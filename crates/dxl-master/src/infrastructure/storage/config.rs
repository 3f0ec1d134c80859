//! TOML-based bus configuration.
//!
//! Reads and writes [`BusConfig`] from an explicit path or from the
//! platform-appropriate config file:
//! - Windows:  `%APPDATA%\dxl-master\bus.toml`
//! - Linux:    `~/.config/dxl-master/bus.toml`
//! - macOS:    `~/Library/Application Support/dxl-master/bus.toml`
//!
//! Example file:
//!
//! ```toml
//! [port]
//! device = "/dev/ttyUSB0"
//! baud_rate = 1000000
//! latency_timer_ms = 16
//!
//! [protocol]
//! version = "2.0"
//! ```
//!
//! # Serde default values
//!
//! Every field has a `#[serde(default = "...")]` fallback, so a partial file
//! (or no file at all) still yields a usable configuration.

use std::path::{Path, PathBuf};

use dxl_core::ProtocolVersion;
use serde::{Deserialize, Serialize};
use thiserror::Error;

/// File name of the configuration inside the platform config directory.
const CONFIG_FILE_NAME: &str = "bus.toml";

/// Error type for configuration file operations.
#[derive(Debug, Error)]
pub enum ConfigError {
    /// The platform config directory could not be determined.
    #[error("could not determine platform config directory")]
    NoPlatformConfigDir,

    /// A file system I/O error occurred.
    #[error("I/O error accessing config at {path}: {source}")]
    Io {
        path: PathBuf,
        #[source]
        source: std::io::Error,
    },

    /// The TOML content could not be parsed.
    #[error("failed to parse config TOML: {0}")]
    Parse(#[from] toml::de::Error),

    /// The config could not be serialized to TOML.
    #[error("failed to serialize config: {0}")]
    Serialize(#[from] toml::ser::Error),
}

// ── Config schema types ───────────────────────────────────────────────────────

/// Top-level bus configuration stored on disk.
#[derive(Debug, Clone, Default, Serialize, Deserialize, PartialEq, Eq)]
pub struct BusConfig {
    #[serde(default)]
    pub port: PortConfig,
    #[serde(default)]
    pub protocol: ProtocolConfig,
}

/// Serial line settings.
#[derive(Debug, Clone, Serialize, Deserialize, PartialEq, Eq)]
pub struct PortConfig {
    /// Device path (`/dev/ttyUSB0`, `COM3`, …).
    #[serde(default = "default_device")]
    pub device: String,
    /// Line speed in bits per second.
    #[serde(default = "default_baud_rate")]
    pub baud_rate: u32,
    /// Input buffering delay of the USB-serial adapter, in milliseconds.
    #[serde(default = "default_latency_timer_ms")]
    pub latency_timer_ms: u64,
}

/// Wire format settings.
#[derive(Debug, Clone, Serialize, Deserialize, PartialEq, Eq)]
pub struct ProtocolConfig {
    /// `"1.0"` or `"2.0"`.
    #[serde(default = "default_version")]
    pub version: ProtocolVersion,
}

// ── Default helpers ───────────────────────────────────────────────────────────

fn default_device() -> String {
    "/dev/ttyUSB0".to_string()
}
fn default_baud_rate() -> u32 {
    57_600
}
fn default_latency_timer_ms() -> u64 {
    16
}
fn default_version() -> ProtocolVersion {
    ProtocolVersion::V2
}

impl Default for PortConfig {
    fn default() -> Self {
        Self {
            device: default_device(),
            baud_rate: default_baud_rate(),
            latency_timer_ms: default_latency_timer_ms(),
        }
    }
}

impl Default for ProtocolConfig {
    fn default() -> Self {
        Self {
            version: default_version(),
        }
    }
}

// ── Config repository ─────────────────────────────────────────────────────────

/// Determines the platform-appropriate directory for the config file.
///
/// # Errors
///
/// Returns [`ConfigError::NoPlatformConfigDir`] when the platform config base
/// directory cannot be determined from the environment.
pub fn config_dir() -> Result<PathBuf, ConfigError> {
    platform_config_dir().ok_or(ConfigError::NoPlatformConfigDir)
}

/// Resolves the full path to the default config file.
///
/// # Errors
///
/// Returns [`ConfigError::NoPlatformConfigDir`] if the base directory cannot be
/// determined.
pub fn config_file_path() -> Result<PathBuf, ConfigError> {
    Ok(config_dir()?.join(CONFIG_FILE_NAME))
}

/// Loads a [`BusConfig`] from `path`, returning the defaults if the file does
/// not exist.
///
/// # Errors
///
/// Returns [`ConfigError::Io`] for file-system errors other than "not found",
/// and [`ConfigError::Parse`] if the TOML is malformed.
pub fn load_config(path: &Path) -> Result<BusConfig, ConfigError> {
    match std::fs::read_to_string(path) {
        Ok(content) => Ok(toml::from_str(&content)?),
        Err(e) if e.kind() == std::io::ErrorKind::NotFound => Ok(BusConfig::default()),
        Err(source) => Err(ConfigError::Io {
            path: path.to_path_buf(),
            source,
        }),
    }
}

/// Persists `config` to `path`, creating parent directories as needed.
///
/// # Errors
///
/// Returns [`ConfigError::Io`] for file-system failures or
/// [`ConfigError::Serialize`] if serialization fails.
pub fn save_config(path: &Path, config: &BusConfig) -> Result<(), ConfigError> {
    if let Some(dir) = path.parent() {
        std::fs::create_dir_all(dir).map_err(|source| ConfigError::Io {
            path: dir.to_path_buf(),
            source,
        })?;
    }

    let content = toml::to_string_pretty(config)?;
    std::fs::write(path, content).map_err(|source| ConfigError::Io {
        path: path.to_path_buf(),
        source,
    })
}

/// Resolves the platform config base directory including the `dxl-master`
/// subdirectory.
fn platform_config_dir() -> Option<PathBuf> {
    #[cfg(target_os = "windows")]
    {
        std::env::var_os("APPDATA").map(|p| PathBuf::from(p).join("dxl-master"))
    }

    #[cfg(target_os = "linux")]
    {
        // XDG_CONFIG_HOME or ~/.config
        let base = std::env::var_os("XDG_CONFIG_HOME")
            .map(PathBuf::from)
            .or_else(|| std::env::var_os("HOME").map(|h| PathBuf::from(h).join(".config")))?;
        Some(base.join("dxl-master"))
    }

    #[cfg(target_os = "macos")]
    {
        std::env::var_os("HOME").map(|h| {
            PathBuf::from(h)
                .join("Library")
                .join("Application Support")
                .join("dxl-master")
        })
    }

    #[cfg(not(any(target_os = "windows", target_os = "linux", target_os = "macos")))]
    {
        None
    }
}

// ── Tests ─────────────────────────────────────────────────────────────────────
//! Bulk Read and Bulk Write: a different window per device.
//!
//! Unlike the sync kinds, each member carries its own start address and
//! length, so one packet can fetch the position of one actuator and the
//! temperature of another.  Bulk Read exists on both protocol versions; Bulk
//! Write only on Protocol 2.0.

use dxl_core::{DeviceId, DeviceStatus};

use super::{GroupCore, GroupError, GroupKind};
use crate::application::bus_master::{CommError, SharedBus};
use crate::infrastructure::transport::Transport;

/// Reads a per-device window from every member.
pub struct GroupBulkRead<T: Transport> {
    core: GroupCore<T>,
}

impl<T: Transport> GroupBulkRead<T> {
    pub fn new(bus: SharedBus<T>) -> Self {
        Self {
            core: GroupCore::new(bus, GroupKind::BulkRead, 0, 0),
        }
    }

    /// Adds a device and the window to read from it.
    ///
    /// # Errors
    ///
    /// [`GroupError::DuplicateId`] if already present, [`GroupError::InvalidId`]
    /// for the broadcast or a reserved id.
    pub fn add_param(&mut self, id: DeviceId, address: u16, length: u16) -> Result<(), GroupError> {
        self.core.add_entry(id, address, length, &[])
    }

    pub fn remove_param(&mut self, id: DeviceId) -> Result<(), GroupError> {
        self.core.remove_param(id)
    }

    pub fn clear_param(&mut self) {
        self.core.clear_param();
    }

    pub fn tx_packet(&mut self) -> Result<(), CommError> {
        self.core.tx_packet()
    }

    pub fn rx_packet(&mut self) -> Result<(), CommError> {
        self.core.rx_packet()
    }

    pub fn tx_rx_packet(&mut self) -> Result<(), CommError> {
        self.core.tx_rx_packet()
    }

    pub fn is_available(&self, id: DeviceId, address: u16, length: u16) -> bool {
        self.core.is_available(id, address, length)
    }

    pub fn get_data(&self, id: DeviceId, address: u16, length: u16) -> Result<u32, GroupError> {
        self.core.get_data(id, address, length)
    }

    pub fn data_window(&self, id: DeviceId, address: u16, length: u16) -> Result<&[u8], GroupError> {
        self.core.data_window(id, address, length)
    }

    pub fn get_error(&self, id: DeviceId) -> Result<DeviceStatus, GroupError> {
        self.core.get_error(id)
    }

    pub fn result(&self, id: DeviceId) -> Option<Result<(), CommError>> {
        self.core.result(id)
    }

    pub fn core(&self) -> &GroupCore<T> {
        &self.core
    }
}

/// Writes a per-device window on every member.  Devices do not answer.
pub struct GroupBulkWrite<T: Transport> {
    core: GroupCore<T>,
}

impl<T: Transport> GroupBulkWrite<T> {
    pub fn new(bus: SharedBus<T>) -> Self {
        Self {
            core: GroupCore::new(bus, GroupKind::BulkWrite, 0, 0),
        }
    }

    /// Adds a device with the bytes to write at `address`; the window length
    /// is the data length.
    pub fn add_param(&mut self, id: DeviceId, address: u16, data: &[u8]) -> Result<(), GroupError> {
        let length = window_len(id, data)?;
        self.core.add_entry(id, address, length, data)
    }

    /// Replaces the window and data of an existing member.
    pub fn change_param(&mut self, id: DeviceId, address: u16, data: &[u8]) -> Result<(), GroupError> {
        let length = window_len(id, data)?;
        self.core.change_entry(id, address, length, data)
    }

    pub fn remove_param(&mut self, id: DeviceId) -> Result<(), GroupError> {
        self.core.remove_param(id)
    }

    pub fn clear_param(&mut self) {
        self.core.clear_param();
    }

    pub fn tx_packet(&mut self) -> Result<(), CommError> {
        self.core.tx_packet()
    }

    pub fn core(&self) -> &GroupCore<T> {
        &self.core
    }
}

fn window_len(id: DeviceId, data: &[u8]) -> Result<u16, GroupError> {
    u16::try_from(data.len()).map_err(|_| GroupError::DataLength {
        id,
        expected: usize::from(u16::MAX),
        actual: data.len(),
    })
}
------------------------
● **ACTION ITEM**: For this listing, copy out every line that includes the word "APPDATA".

● **RESULT OF THIS TASK**:
//! - Windows:  `%APPDATA%\dxl-master\bus.toml`
        std::env::var_os("APPDATA").map(|p| PathBuf::from(p).join("dxl-master"))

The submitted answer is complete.